The board, Robinson said, “is a ruse to stave off regulatory action.”
Coming after months of deliberation and nearly 10,000 public comments on the matter, the board’s decision on Trump told Facebook to specify how long the suspension of his account would last, saying that its “indefinite” ban on Trump was unreasonable. The ruling, which gives Facebook six months to comply, effectively postpones any possible Trump reinstatement and puts the onus for that decision squarely back on the company.
“They made the right choice,” said Yael Eisenstat, a former CIA officer who worked for six months in 2018 as Facebook’s global head for election-integrity operations for political advertising and is now a researcher at Betalab.
But the focus on the oversightboard process, she said, gives Facebook exactly what it wants. “We’re diverting our time, attention and energy away from the more important discussion about how to hold the company accountable for their own tools, designs and business decisions that helped spread dangerous conspiracy theories,” she said.
Facebook said it has publicly made clear that the oversight board is not a replacement for regulation.
“We established the independent Oversight Board to apply accountability and scrutiny of our actions,” the company said in a statement.
One major source of concern among Facebook critics: The oversight board reported that the company refused to answer detailed questions about how its technical features and advertising-based business model might also amplify extremism. The watchdog group Public Citizen said it was troubling that Facebook declined, for instance, to say how its news feed affected the visibility of Trump’s posts.
“Not everybody sees what any individual posts, so the algorithms decide who sees it, how they see it, when they see it and Facebook presumably has all kinds of information about the engagement levels,” said Robert Weissman, the group’s president. “The company owes us all a post mortem on the way Facebook is used and operated — did it amplify what Trump was saying and contribute to the insurrection.”

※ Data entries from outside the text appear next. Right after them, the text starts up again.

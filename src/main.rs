fn main() {
    env_logger::init();
    quill::cli::run();
}
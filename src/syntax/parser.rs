//! Pest-based reader.
//!
//! Converts source text into values, one per top-level datum. Reader errors
//! carry the named source and span for miette rendering.

use pest::error::{Error, InputLocation};
use pest::iterators::Pair;
use pest::Parser;
use pest_derive::Parser;

use crate::errors::{ErrorReporting, SchemeError, SourceContext};
use crate::numeric::parse_number;
use crate::runtime::symbol::{Symbol, SymbolTable};
use crate::value::Value;

#[derive(Parser)]
#[grammar = "syntax/grammar.pest"]
struct SchemeParser;

// ============================================================================
// PUBLIC API
// ============================================================================

/// Reads anonymous input (REPL lines, `eval` strings).
pub fn read(source_text: &str, symbols: &mut SymbolTable) -> Result<Vec<Value>, SchemeError> {
    parse(source_text, &SourceContext::from_file("<input>", source_text), symbols)
}

/// Reads every datum in `source_text`.
pub fn parse(
    source_text: &str,
    source: &SourceContext,
    symbols: &mut SymbolTable,
) -> Result<Vec<Value>, SchemeError> {
    let mut pairs = SchemeParser::parse(Rule::program, source_text).map_err(|e| convert_parse_error(e, source))?;
    let Some(program) = pairs.next() else {
        return Ok(Vec::new());
    };
    let quote = symbols.intern("quote");
    let mut reader = Reader {
        source,
        symbols,
        quote,
    };
    program
        .into_inner()
        .filter(|p| p.as_rule() != Rule::EOI)
        .map(|p| reader.build(p))
        .collect()
}

// ============================================================================
// VALUE BUILDERS
// ============================================================================

struct Reader<'a> {
    source: &'a SourceContext,
    symbols: &'a mut SymbolTable,
    quote: Symbol,
}

impl Reader<'_> {
    fn build(&mut self, pair: Pair<Rule>) -> Result<Value, SchemeError> {
        let span = (pair.as_span().start(), pair.as_span().end() - pair.as_span().start());
        match pair.as_rule() {
            Rule::list => {
                let mut items = Vec::new();
                let mut tail = Value::Nil;
                let mut inner = pair.into_inner();
                while let Some(child) = inner.next() {
                    if child.as_rule() == Rule::dot {
                        let datum = inner
                            .next()
                            .ok_or_else(|| self.source.malformed("expected a datum after '.'", span.into()))?;
                        tail = self.build(datum)?;
                        break;
                    }
                    items.push(self.build(child)?);
                }
                if items.is_empty() && !tail.is_nil() {
                    return Err(self.source.malformed("dotted list needs an element before '.'", span.into()));
                }
                Ok(Value::list_with_tail(items, tail))
            }
            Rule::quoted => {
                let datum = pair
                    .into_inner()
                    .next()
                    .ok_or_else(|| self.source.malformed("expected a datum after quote", span.into()))?;
                let quoted = self.build(datum)?;
                Ok(Value::list(vec![Value::Symbol(self.quote), quoted]))
            }
            Rule::boolean => Ok(Value::Boolean(matches!(pair.as_str(), "#t" | "#true"))),
            Rule::string => {
                let text = pair.into_inner().next().map(|p| p.as_str()).unwrap_or("");
                let content = unescape_string(text).ok_or_else(|| self.source.invalid_literal("string", text, span.into()))?;
                Ok(Value::string(&content))
            }
            Rule::atom => {
                let text = pair.as_str();
                if let Some(number) = parse_number(text) {
                    return Ok(Value::number(number));
                }
                if text.starts_with('#') {
                    return Err(self.source.invalid_literal("datum", text, span.into()));
                }
                Ok(Value::Symbol(self.symbols.intern(text)))
            }
            rule => Err(self
                .source
                .malformed(&format!("unexpected syntax: {:?}", rule), span.into())),
        }
    }
}

// ============================================================================
// UTILITIES
// ============================================================================

/// Resolves `\n \t \r \\ \"`; any other escape is invalid.
fn unescape_string(text: &str) -> Option<String> {
    let mut result = String::with_capacity(text.len());
    let mut chars = text.chars();
    while let Some(ch) = chars.next() {
        if ch != '\\' {
            result.push(ch);
            continue;
        }
        match chars.next()? {
            'n' => result.push('\n'),
            't' => result.push('\t'),
            'r' => result.push('\r'),
            '\\' => result.push('\\'),
            '"' => result.push('"'),
            _ => return None,
        }
    }
    Some(result)
}

fn convert_parse_error(error: Error<Rule>, source: &SourceContext) -> SchemeError {
    let (start, end) = match error.location {
        InputLocation::Pos(pos) => (pos, pos),
        InputLocation::Span((start, end)) => (start, end),
    };
    let message = if start >= source.content.len() {
        "unexpected end of input (missing closing parenthesis or quote?)"
    } else if source.content[start..].starts_with([')', ']']) {
        "unexpected closing parenthesis"
    } else if source.content[start..].starts_with('"') {
        "unterminated string"
    } else {
        "syntax error"
    };
    source.malformed(message, (start, end.saturating_sub(start)).into())
}

#[cfg(test)]
mod tests {
    use super::*;
    use crate::errors::ErrorKind;
    use crate::value::to_display_string;

    fn round_trip(source: &str) -> String {
        let mut symbols = SymbolTable::new();
        let values = read(source, &mut symbols).unwrap();
        values
            .iter()
            .map(|v| to_display_string(v, &symbols, None))
            .collect::<Vec<_>>()
            .join(" ")
    }

    #[test]
    fn reads_lists_and_dotted_pairs() {
        assert_eq!(round_trip("(a (b c) . d)"), "(a (b c) . d)");
        assert_eq!(round_trip("[1 2]"), "(1 2)");
        assert_eq!(round_trip("()"), "()");
        assert_eq!(round_trip("(a . (b . (c . ())))"), "(a b c)");
    }

    #[test]
    fn quote_shorthand_and_comments() {
        assert_eq!(round_trip("'x ; trailing comment\n'(1 2)"), "(quote x) (quote (1 2))");
    }

    #[test]
    fn atoms_become_numbers_or_symbols() {
        assert_eq!(round_trip("42 -1/2 3.50 +inf.0 ... + x1 #t #false"), "42 -1/2 3.50 +inf.0 ... + x1 #t #f");
    }

    #[test]
    fn strings_unescape() {
        let mut symbols = SymbolTable::new();
        let values = read(r#""a\"b\n""#, &mut symbols).unwrap();
        assert!(matches!(&values[0], Value::String(s) if &**s == "a\"b\n"));
    }

    #[test]
    fn symbols_are_interned_once() {
        let mut symbols = SymbolTable::new();
        let values = read("(foo foo)", &mut symbols).unwrap();
        let (items, _) = values[0].list_parts();
        assert_eq!(items[0].as_symbol(), items[1].as_symbol());
    }

    #[test]
    fn unbalanced_input_is_malformed() {
        let mut symbols = SymbolTable::new();
        for source in ["(define x", "(1 2))", "\"open", "( . 1)"] {
            let err = read(source, &mut symbols).unwrap_err();
            assert!(matches!(err.kind, ErrorKind::MalformedSyntax { .. }), "{}", source);
            assert!(err.source_info.primary_span.is_some());
        }
    }

    #[test]
    fn unknown_hash_syntax_is_invalid_literal() {
        let mut symbols = SymbolTable::new();
        let err = read("#q", &mut symbols).unwrap_err();
        assert!(matches!(err.kind, ErrorKind::InvalidLiteral { .. }));
    }
}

The company funds the board through an “independent trust.” Its 20 members, which will eventually grow to 40, include a former prime minister of Denmark, the former editor-in-chief of the Guardian newspaper, plus legal scholars, human rights experts and journalists. The first four board members were directly chosen by Facebook. Those four then worked with Facebook to select additional members.
Facebook’s most prominent critics are notably missing from the roster.
“These are very smart and capable people who put themselves on this board,” Robinson said. But, he said, “the oversight board is a bunch of [Facebook CEO] Mark Zuckerberg consultants. He hired them, he paid for them and he can get rid of them if he wants to.”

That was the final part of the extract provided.